QUILTING WILL DOMINATE THE NEXT FEW MONTHS

TIME TO GET THIS FINISHED - 10 YEARS WORK IN PROGRESS

Friday, July 2, 2010

MY OWN WORST ENEMY

Some random photos taken on our March trip to Christchurch to give you something more interesting than my moany Blog.

Gthsemane Gardens. The Bridal Walk leads to this Lovely Church of Timber Trelliswork





Beautifully Restored Vintage car at the Christchurch Car Club Rally




Cutey pie car seen outside a Hotel in the Centre of the City





Stunning mosaic statuary at The Giant's House in Lyttleton






Long Live the King and Queen






Yesterday I lost the plot and paid the price. Today I am staying home. TWJ will pop in to see Mum this afternoon and hopefully that will be it until next week.

Have I ever moaned that Mum's house is a minefield for me.

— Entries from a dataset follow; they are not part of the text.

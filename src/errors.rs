use axum::http::StatusCode;
use axum::response::{IntoResponse, Response};
use chrono::NaiveDate;

/// Failures of wizard operations. Only `InvalidTransition` indicates a bug in the caller.
#[derive(Debug, Clone, PartialEq, Eq, thiserror::Error)]
pub enum WizardError {
    #[error("invalid transition: {action} requires {requires}")]
    InvalidTransition {
        action: &'static str,
        requires: &'static str,
    },

    #[error("unknown service: {0}")]
    UnknownService(String),

    #[error("date {date} is not selectable ({kind})")]
    DateNotSelectable { date: NaiveDate, kind: &'static str },

    #[error("time slot {0} is not available")]
    SlotUnavailable(String),

    #[error("a booking confirmation is already in progress")]
    ConfirmationPending,

    #[error("{0}")]
    PersistenceFailure(String),

    #[error("service catalog unavailable: {0}")]
    CatalogUnavailable(String),
}

#[derive(Debug, thiserror::Error)]
pub enum AppError {
    #[error(transparent)]
    Wizard(#[from] WizardError),

    #[error("database error: {0}")]
    Database(#[from] rusqlite::Error),

    #[error("configuration error: {0}")]
    Config(String),

    #[error("bad request: {0}")]
    BadRequest(String),

    #[error("not found: {0}")]
    NotFound(String),

    #[error("unauthorized")]
    Unauthorized,

    #[error("internal error: {0}")]
    Internal(#[from] anyhow::Error),
}

impl AppError {
    pub fn status(&self) -> StatusCode {
        match self {
            AppError::Wizard(e) => match e {
                WizardError::InvalidTransition { .. } | WizardError::ConfirmationPending => {
                    StatusCode::CONFLICT
                }
                WizardError::UnknownService(_)
                | WizardError::DateNotSelectable { .. }
                | WizardError::SlotUnavailable(_) => StatusCode::UNPROCESSABLE_ENTITY,
                WizardError::PersistenceFailure(_) => StatusCode::BAD_GATEWAY,
                WizardError::CatalogUnavailable(_) => StatusCode::SERVICE_UNAVAILABLE,
            },
            AppError::Database(_) => StatusCode::INTERNAL_SERVER_ERROR,
            AppError::Config(_) => StatusCode::INTERNAL_SERVER_ERROR,
            AppError::BadRequest(_) => StatusCode::BAD_REQUEST,
            AppError::NotFound(_) => StatusCode::NOT_FOUND,
            AppError::Unauthorized => StatusCode::UNAUTHORIZED,
            AppError::Internal(_) => StatusCode::INTERNAL_SERVER_ERROR,
        }
    }
}

impl IntoResponse for AppError {
    fn into_response(self) -> Response {
        let status = self.status();
        if let AppError::Wizard(WizardError::InvalidTransition { action, requires }) = &self {
            tracing::error!(
                action = *action,
                requires = *requires,
                "wizard operation called out of order"
            );
        }

        let body = serde_json::json!({ "error": self.to_string() });
        (status, axum::Json(body)).into_response()
    }
}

I do try to prepare myself but all to often I lose the plot when I am there. I have really tried to improve my attitude, my resolve and be disciplined and sometimes I even pray for help but all to no good result yesterday. The previous day I'd bought Mum some raspberry buns. Soft bready things covered in sticky pink frosting with a little raspberry jam in the middle. They are best slightly warmed and slathered with butter. I'm not supposed to be eating them.

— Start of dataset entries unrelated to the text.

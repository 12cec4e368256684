pub mod migrations;
pub mod queries;

use std::path::Path;

use anyhow::Context;
use rusqlite::Connection;

/// Opens `path` (or `:memory:`) and applies the migrations shipped with the crate.
pub fn init_db(path: &str) -> anyhow::Result<Connection> {
    init_db_with(path, Path::new(migrations::DEFAULT_DIR))
}

pub fn init_db_with(path: &str, migrations_dir: &Path) -> anyhow::Result<Connection> {
    let conn = Connection::open(path)
        .with_context(|| format!("failed to open database at {path}"))?;

    conn.execute_batch("PRAGMA journal_mode=WAL; PRAGMA foreign_keys=ON;")
        .context("failed to set database pragmas")?;

    migrations::run_migrations(&conn, migrations_dir)?;

    Ok(conn)
}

1. they are not gluten free.
2. they are high carbohydrate
3. they are already higher calorie than I need and I add loads of butter.
4. they are addictive for me.
5. they were Mum's, not mine so now I have to buy her more of the evil things.
6. they are off my menu and have no nutritional value from my point of view.
7. they are not worthy.

The end result was a craving for all things bread loaded with butter. Grrrr. At least today I can undo the damage and start afresh.

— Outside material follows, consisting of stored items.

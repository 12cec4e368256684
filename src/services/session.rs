use std::collections::HashMap;
use std::sync::{Mutex, MutexGuard};
use std::time::{Duration, Instant};

use chrono::{NaiveDate, NaiveTime};
use uuid::Uuid;

use crate::errors::{AppError, WizardError};
use crate::models::{CalendarMonth, Master, Service};
use crate::services::availability::busy_or_empty;
use crate::services::collaborators::fallback::{default_master, default_services};
use crate::services::wizard::{SlotOutcome, WizardController, WizardView};
use crate::state::AppState;

struct SessionEntry {
    controller: WizardController,
    last_activity: Instant,
}

/// Live wizards keyed by session id. Idle entries expire after `ttl`.
pub struct SessionStore {
    entries: Mutex<HashMap<Uuid, SessionEntry>>,
    ttl: Duration,
}

impl SessionStore {
    pub fn new(ttl: Duration) -> Self {
        Self {
            entries: Mutex::new(HashMap::new()),
            ttl,
        }
    }

    fn lock(&self) -> Result<MutexGuard<'_, HashMap<Uuid, SessionEntry>>, AppError> {
        self.entries
            .lock()
            .map_err(|_| AppError::Internal(anyhow::anyhow!("session store lock poisoned")))
    }

    pub fn insert(&self, controller: WizardController) -> Result<Uuid, AppError> {
        let mut entries = self.lock()?;
        let ttl = self.ttl;
        entries.retain(|_, e| e.last_activity.elapsed() < ttl);

        let id = Uuid::new_v4();
        entries.insert(
            id,
            SessionEntry {
                controller,
                last_activity: Instant::now(),
            },
        );
        Ok(id)
    }

    /// Runs `f` against the session's controller and marks it active.
    pub fn with<R>(
        &self,
        id: Uuid,
        f: impl FnOnce(&mut WizardController) -> R,
    ) -> Result<R, AppError> {
        let mut entries = self.lock()?;

        let expired = entries
            .get(&id)
            .map(|e| e.last_activity.elapsed() >= self.ttl)
            .unwrap_or(false);
        if expired {
            entries.remove(&id);
            tracing::info!(session = %id, "session expired");
        }

        let entry = entries
            .get_mut(&id)
            .ok_or_else(|| AppError::NotFound(format!("session {id}")))?;
        entry.last_activity = Instant::now();
        Ok(f(&mut entry.controller))
    }

    pub fn purge_expired(&self) -> Result<usize, AppError> {
        let mut entries = self.lock()?;
        let before = entries.len();
        let ttl = self.ttl;
        entries.retain(|_, e| e.last_activity.elapsed() < ttl);
        Ok(before - entries.len())
    }

    pub fn len(&self) -> Result<usize, AppError> {
        Ok(self.lock()?.len())
    }

    pub fn is_empty(&self) -> Result<bool, AppError> {
        Ok(self.lock()?.is_empty())
    }
}

// ── Catalog / Counters ──

/// Active services, or the demo catalog when the real one is unreachable.
pub async fn load_catalog(state: &AppState) -> Vec<Service> {
    match state.catalog.active_services().await {
        Ok(services) => services,
        Err(e) => {
            let err = WizardError::CatalogUnavailable(format!("{e:#}"));
            if state.config.fallback_catalog {
                tracing::warn!(error = %err, "falling back to demo services");
                default_services()
            } else {
                tracing::error!(error = %err, "no services to offer");
                Vec::new()
            }
        }
    }
}

/// The provider profile, or the default one when the catalog has none.
pub async fn load_master(state: &AppState) -> Master {
    match state.catalog.master().await {
        Ok(Some(master)) => master,
        Ok(None) => default_master(),
        Err(e) => {
            tracing::warn!(error = %e, "master profile unavailable, using default");
            default_master()
        }
    }
}

async fn record_view(state: &AppState) {
    if let Err(e) = state.counters.record_view().await {
        tracing::warn!(error = %e, "failed to record view");
    }
}

async fn record_completion(state: &AppState) {
    if let Err(e) = state.counters.record_completion().await {
        tracing::warn!(error = %e, "failed to record completion");
    }
}

// ── Wizard Operations ──

pub async fn open(state: &AppState) -> Result<(Uuid, WizardView), AppError> {
    let mut controller = WizardController::new(state.clock.today(), state.config.wizard_config()?);
    controller.set_master(load_master(state).await);
    controller.set_services(load_catalog(state).await);
    let view = controller.view();

    let id = state.sessions.insert(controller)?;
    record_view(state).await;

    tracing::info!(session = %id, services = view.services.len(), "wizard opened");
    Ok((id, view))
}

pub fn view(state: &AppState, id: Uuid) -> Result<WizardView, AppError> {
    state.sessions.with(id, |c| c.view())
}

pub fn calendar(
    state: &AppState,
    id: Uuid,
    year: Option<i32>,
    month: Option<u32>,
) -> Result<CalendarMonth, AppError> {
    let today = state.clock.today();
    let month = state.sessions.with(id, |c| {
        c.set_today(today);
        match (year, month) {
            (Some(year), Some(month)) => c.calendar_for(year, month),
            (None, None) => Ok(c.calendar()),
            _ => Err(anyhow::anyhow!("year and month must be given together")),
        }
    })?;
    month.map_err(|e| AppError::BadRequest(e.to_string()))
}

pub fn choose_service(state: &AppState, id: Uuid, service_id: &str) -> Result<WizardView, AppError> {
    let view = state.sessions.with(id, |c| {
        c.select_service(service_id)?;
        Ok::<_, WizardError>(c.view())
    })??;
    tracing::info!(session = %id, service_id, "wizard advanced to date selection");
    Ok(view)
}

/// Checks the date, fetches busy slots without holding the session, then applies.
pub async fn choose_date(
    state: &AppState,
    id: Uuid,
    date: NaiveDate,
) -> Result<(SlotOutcome, WizardView), AppError> {
    state.sessions.with(id, |c| c.check_date(date))??;

    let busy = busy_or_empty(date, state.busy.as_ref()).await;

    let (outcome, view) = state.sessions.with(id, |c| {
        let outcome = c.select_date(date, &busy)?;
        Ok::<_, WizardError>((outcome, c.view()))
    })??;

    if outcome == SlotOutcome::NoAvailability {
        tracing::info!(session = %id, %date, "no free slots on date");
    }
    Ok((outcome, view))
}

pub fn choose_time(state: &AppState, id: Uuid, time: NaiveTime) -> Result<WizardView, AppError> {
    let view = state.sessions.with(id, |c| {
        c.select_time(time)?;
        Ok::<_, WizardError>(c.view())
    })??;
    Ok(view)
}

pub fn back(state: &AppState, id: Uuid) -> Result<WizardView, AppError> {
    let view = state.sessions.with(id, |c| {
        c.back()?;
        Ok::<_, WizardError>(c.view())
    })??;
    Ok(view)
}

/// Releases a session's confirmation if the write's answer is never applied,
/// e.g. when the request future is dropped mid-write.
struct PendingWrite<'a> {
    sessions: &'a SessionStore,
    id: Uuid,
    settled: bool,
}

impl Drop for PendingWrite<'_> {
    fn drop(&mut self) {
        if self.settled {
            return;
        }
        if let Err(e) = self.sessions.with(self.id, |c| c.cancel_confirm()) {
            tracing::warn!(session = %self.id, error = %e, "could not release confirmation");
        }
    }
}

/// Begin and finish run under the session lock; the sink write runs outside it.
pub async fn confirm(state: &AppState, id: Uuid) -> Result<WizardView, AppError> {
    let request = state.sessions.with(id, |c| c.begin_confirm())??;
    let mut pending = PendingWrite {
        sessions: &state.sessions,
        id,
        settled: false,
    };
    tracing::info!(
        session = %id,
        service_id = %request.service_id,
        date = %request.date,
        "writing booking"
    );

    let result = state.sink.create_booking(&request).await;
    pending.settled = true;

    let view = state.sessions.with(id, |c| {
        c.finish_confirm(result)?;
        Ok::<_, WizardError>(c.view())
    })??;

    record_completion(state).await;
    Ok(view)
}

pub async fn restart(state: &AppState, id: Uuid) -> Result<WizardView, AppError> {
    state.sessions.with(id, |c| c.restart())??;

    let master = load_master(state).await;
    let services = load_catalog(state).await;
    let today = state.clock.today();
    let view = state.sessions.with(id, |c| {
        c.set_today(today);
        c.set_master(master);
        c.set_services(services);
        c.view()
    })?;

    record_view(state).await;
    tracing::info!(session = %id, "wizard restarted");
    Ok(view)
}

There was also something else going on in my inner, messed up sanctum yesterday. Mum has written to our lawyer about releasing some of my investment in the family trust. To follow our dream to live in USA for a period we need this cash made available but it's complicated during Mum's lifetime. After that it's more complicated because we need to have all of the trustees working for us. For some reason I suddenly had this great big sinking feeling in my stomach that it's not going to work. I am thankful that Mum has written because I really wasn't sure if she would. I've been hoping that her recent grumpiness had nothing to do with my request making her feel vulnerable. We need to have the lawyers wisdom on this to know whether to drop the idea or continue running with our dream.

All this was eating away at my insides more than it should. Finally I went to bed feeling really tired and sleepy but my brain picked up on this and wouldn't let go. I began to feel some panic and very negative feelings took over. It was most unpleasant. Talk about stinking thinking. What a battle it became.

I knew the attack of anxiety was partly the result of eating all that gluten loaded food over the last two days. It really affects my brain more than the physical although that's there too. This morning I awoke feeling heavy and slightly crampy in my gut. I also have more muscle pain and general muscle tenderness than usual.

I could say, 'When will I learn?' But I do know the cause of the problem and I do know the solution so it's not a matter of head knowledge. It's all about discipline and choices. As long as I think I can get away with the odd slip and as long as it isn't life threatening, I will continue to take risks with my day to day well-being. How stupid is this? I'm not doing myself any favours. It's not a case of education, it's a case of learning how to practice the necessary discipline and being willing to apply the knowledge I have.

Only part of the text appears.